Il disfacimento dell’ordine guidato dall’Occidente diventa in piena evidenza ora che i BRICS si riuniscono in Russia e danno all’analogo forum FMI in corso negli Stati Uniti una vera e propria sberla economica.

Questa settimana ci sarà un incontro del Fondo Monetario Internazionale impegnativo, teso e carico di sfide, a Washington.

Lì, i notabili dell’economia si troveranno di fronte a un numero sconcertante di questioni scottanti che vanno dal rallentamento della Cina alla recessione della Germania, dai rischi geopolitici a bizzeffe ad una elezione americana in bilico che dappertutto sta mettendo alla prova i nervi di chiunque.

A questo aggiungete gli avvertimenti del FMI sulla bomba a orologeria del debito pubblico ormai pari a cento triliardi (migliaia di miliardi) di dollari.

Sorprendentemente, Washington potrebbe ospitare il secondo incontro economico di maggior impatto di questa settimana, mentre l’evento più importante sarà a Mosca (Kazan – NdR), dove le Nazioni dei BRICS terranno il loro vertice annuale.

Solo pochi anni fa, molti esperti pensavano che il raggruppamento di Brasile, Russia, India e Sudafrica fosse destinato a diventare un baraccone.

Nel 2001, Jim O’Neill, allora economista di Goldman & Sachs, ha coniato l’acronimo BRIC e nel 2010 ai quattro membri originari si è aggiunto il Sudafrica.

Negli anni successivi, i BRICS sembravano avere perso la spinta propulsiva e, in un rapporto del 2019, Standard & Poor’s aveva addirittura affermato che il blocco aveva perso rilevanza.

Più o meno nello stesso periodo, lo stesso O’Neill ha scritto alcune relazioni sulla sua creazione: “La traiettoria economica divergente a lungo termine dei cinque paesi indebolisce la possibilità razionale di considerare i BRICS come un raggruppamento economico coerente.
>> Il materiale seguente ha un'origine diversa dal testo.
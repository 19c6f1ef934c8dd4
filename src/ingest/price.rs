//! USD price resolution
//!
//! Prices come from the Jupiter price API and are cached for a configurable
//! freshness window so a burst of events on the same token costs one lookup.

use async_trait::async_trait;
use chrono::{DateTime, Duration, Utc};
use dashmap::DashMap;
use serde::Deserialize;
use std::collections::HashMap;
use tracing::debug;

use crate::config::PriceConfig;
use crate::error::{Error, Result};
use crate::model::Chain;

use super::PriceResolver;

#[derive(Debug, Deserialize)]
struct PriceResponse {
    data: HashMap<String, Option<PriceEntry>>,
}

#[derive(Debug, Deserialize)]
struct PriceEntry {
    price: String,
}

/// Jupiter price API client with a freshness-bounded cache.
pub struct JupiterPriceResolver {
    config: PriceConfig,
    client: reqwest::Client,
    cache: DashMap<String, (f64, DateTime<Utc>)>,
}

impl JupiterPriceResolver {
    pub fn new(config: PriceConfig) -> Self {
        let client = reqwest::Client::builder()
            .timeout(std::time::Duration::from_secs(config.timeout_secs))
            .build()
            .unwrap_or_default();
        Self {
            config,
            client,
            cache: DashMap::new(),
        }
    }

    fn cached(&self, symbol: &str) -> Option<f64> {
        let entry = self.cache.get(symbol)?;
        let (price, fetched) = *entry;
        let fresh = Utc::now() - fetched < Duration::seconds(self.config.cache_secs as i64);
        fresh.then_some(price)
    }

    async fn fetch_price(&self, symbol: &str) -> Result<Option<f64>> {
        let url = format!("{}?ids={}", self.config.endpoint, symbol);
        let resp = self.client.get(&url).send().await?;
        let body: PriceResponse = resp.json().await?;

        let price = body
            .data
            .get(symbol)
            .and_then(|entry| entry.as_ref())
            .map(|entry| entry.price.parse::<f64>())
            .transpose()
            .map_err(|e| Error::Price(format!("unparseable price for {symbol}: {e}")))?;

        if let Some(price) = price {
            self.cache.insert(symbol.to_string(), (price, Utc::now()));
            debug!(symbol = %symbol, price = %format!("{price:.4}"), "Price fetched");
        }
        Ok(price)
    }
}

#[async_trait]
impl PriceResolver for JupiterPriceResolver {
    async fn usd_value(&self, _chain: Chain, symbol: &str, amount: f64) -> Result<Option<f64>> {
        if !self.config.enabled {
            return Ok(None);
        }
        let price = match self.cached(symbol) {
            Some(price) => Some(price),
            None => self.fetch_price(symbol).await?,
        };
        Ok(price.map(|p| p * amount))
    }
}

/// Disables USD annotation entirely; events carry amounts only.
pub struct NullPriceResolver;

#[async_trait]
impl PriceResolver for NullPriceResolver {
    async fn usd_value(&self, _chain: Chain, _symbol: &str, _amount: f64) -> Result<Option<f64>> {
        Ok(None)
    }
}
Io stesso ho occasionalmente scherzato sul fatto che forse avrei dovuto chiamare l’acronimo ‘IC’ sulla base della chiara delusione fornita delle economie brasiliana e russa nell’attuale decennio dal 2011, dove entrambe hanno chiaramente avuto sviluppi significativamente minori rispetto a quanto stabilito per le previsioni fino al 2050”.
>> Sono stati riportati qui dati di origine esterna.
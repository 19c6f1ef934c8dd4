//! Replay transaction source
//!
//! Reads pre-normalized transactions from a JSON file keyed by wallet
//! address. Used to replay captured history through the full pipeline and
//! as the offline mode of the binary.

use async_trait::async_trait;
use std::collections::HashMap;
use std::path::Path;

use crate::error::Result;
use crate::model::{RawTransaction, Wallet};

use super::TransactionFetcher;

/// Serves transactions from an in-memory map loaded at startup.
///
/// File format: `{ "<wallet address>": [ <RawTransaction>, ... ], ... }`,
/// newest transaction first within each wallet, matching what a live RPC
/// source returns.
pub struct ReplayFetcher {
    by_wallet: HashMap<String, Vec<RawTransaction>>,
}

impl ReplayFetcher {
    pub fn from_file(path: &Path) -> Result<Self> {
        let raw = std::fs::read_to_string(path)?;
        let by_wallet: HashMap<String, Vec<RawTransaction>> = serde_json::from_str(&raw)?;
        Ok(Self { by_wallet })
    }

    pub fn new(by_wallet: HashMap<String, Vec<RawTransaction>>) -> Self {
        Self { by_wallet }
    }

    pub fn transaction_count(&self) -> usize {
        self.by_wallet.values().map(Vec::len).sum()
    }
}

#[async_trait]
impl TransactionFetcher for ReplayFetcher {
    async fn fetch(&self, wallet: &Wallet) -> Result<Vec<RawTransaction>> {
        Ok(self
            .by_wallet
            .get(&wallet.address)
            .cloned()
            .unwrap_or_default())
    }
}

#[cfg(test)]
mod tests {
    use super::*;
    use crate::model::{Chain, ReputationTier};
    use std::io::Write as _;

    fn wallet(address: &str) -> Wallet {
        Wallet {
            address: address.to_string(),
            name: address.to_string(),
            chain: Chain::Sol,
            is_active: true,
            reputation_tier: ReputationTier::U,
        }
    }

    #[tokio::test]
    async fn test_load_and_fetch() {
        let mut file = tempfile::NamedTempFile::new().unwrap();
        write!(
            file,
            r#"{{
  "w1": [
    {{
      "hash": "tx1",
      "timestamp": "2026-01-15T12:00:00Z",
      "native_delta": -1.5,
      "asset_deltas": [
        {{"asset_id": "mint-a", "pre_amount": 0.0, "post_amount": 100.0}}
      ]
    }}
  ]
}}"#
        )
        .unwrap();

        let fetcher = ReplayFetcher::from_file(file.path()).unwrap();
        assert_eq!(fetcher.transaction_count(), 1);

        let txs = fetcher.fetch(&wallet("w1")).await.unwrap();
        assert_eq!(txs.len(), 1);
        assert_eq!(txs[0].hash, "tx1");
        assert!(txs[0].counterparty.is_none());

        assert!(fetcher.fetch(&wallet("w2")).await.unwrap().is_empty());
    }

    #[test]
    fn test_malformed_file_rejected() {
        let mut file = tempfile::NamedTempFile::new().unwrap();
        write!(file, "not json").unwrap();
        assert!(ReplayFetcher::from_file(file.path()).is_err());
    }
}
//! Output module for per-site navigation reports
//!
//! This module handles:
//! - Turning a search outcome into a report row
//! - Printing reports as an aligned table or as JSON lines

mod format;
mod report;

pub use format::{format_table, print_table, write_json_lines};
pub use report::SiteReport;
Eppure da allora i BRICS hanno ritrovato un bel po’ del loro ritmo e si stanno espandendo, aggiungendo cinque nuovi membri.
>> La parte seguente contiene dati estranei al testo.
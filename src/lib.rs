//! Click-Distance: a navigation difficulty meter for websites
//!
//! Given a site's root page and a set of pages already known to hold relevant
//! content, this crate finds the minimum number of on-site hyperlink clicks
//! needed to reach any of those pages, together with the path that got there.

pub mod config;
pub mod navigation;
pub mod output;
pub mod render;
pub mod robots;
pub mod url;

use thiserror::Error;

/// Main error type for Click-Distance operations
#[derive(Debug, Error)]
pub enum NavError {
    #[error("Configuration error: {0}")]
    Config(#[from] ConfigError),

    #[error("Render error: {0}")]
    Render(#[from] RenderError),

    #[error("URL error: {0}")]
    UrlError(#[from] UrlError),

    #[error("HTTP client error: {0}")]
    Reqwest(#[from] reqwest::Error),

    #[error("JSON error: {0}")]
    Json(#[from] serde_json::Error),

    #[error("IO error: {0}")]
    Io(#[from] std::io::Error),
}

/// Configuration-specific errors
#[derive(Debug, Error)]
pub enum ConfigError {
    #[error("Failed to read config file: {0}")]
    Io(#[from] std::io::Error),

    #[error("Failed to parse TOML: {0}")]
    Parse(#[from] toml::de::Error),

    #[error("Validation error: {0}")]
    Validation(String),

    #[error("Invalid URL in config: {0}")]
    InvalidUrl(String),
}

/// URL-specific errors
#[derive(Debug, Error)]
pub enum UrlError {
    #[error("Failed to parse URL: {0}")]
    Parse(String),

    #[error("Invalid URL scheme: {0}")]
    InvalidScheme(String),

    #[error("Missing host in URL")]
    MissingHost,
}

/// Errors raised while rendering a single page
///
/// None of these abort a navigation computation; a failed render degrades the
/// affected node to "no children, not a hit".
#[derive(Debug, Error)]
pub enum RenderError {
    #[error("Invalid URL {url}: {message}")]
    InvalidUrl { url: String, message: String },

    #[error("HTTP error for {url}: {source}")]
    Http { url: String, source: reqwest::Error },

    #[error("HTTP {status} for {url}")]
    Status { url: String, status: u16 },

    #[error("Render timeout for {url}")]
    Timeout { url: String },

    #[error("Browser error for {url}: {message}")]
    Browser { url: String, message: String },

    #[error("URL disallowed by robots.txt: {url}")]
    RobotsDenied { url: String },

    #[error("Failed to launch browser: {0}")]
    Launch(String),

    #[error("Render task failed: {0}")]
    TaskJoin(String),
}

/// Result type alias for Click-Distance operations
pub type Result<T> = std::result::Result<T, NavError>;

// Re-export commonly used types
pub use config::Config;
pub use navigation::{
    NavigationRequest, NavigationSearch, SearchOutcome, SearchResult, SearchStats,
    NOT_FOUND_CLICKS,
};
pub use render::{PageRenderer, RenderedPage};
Questa settimana, Egitto, Etiopia, Iran, Arabia Saudita ed Emirati Arabi Uniti si uniranno ai Paesi fondatori.

Mariel Ferragamo, analista del Council on Foreign Relations, osserva che “l’aggiunta di Egitto ed Etiopia amplificherà le voci provenienti dal continente africano e l’Egitto aveva anche stretti legami commerciali con la Cina e l’India e legami politici con la Russia”.

Come nuovo membro dei BRICS, l’Egitto “cerca di attrarre più investimenti e migliorare la sua economia malconcia”, osserva Ferragamo. “La Cina ha a lungo corteggiato l’Etiopia, la terza economia più grande dell’Africa sub-sahariana, con miliardi di dollari di investimenti per rendere il paese un hub della sua Belt and Road Initiative. L’ingresso dell’Arabia Saudita e degli Emirati Arabi Uniti porta le due maggiori economie del mondo arabo e il secondo e l’ottavo produttore di petrolio a livello globale”.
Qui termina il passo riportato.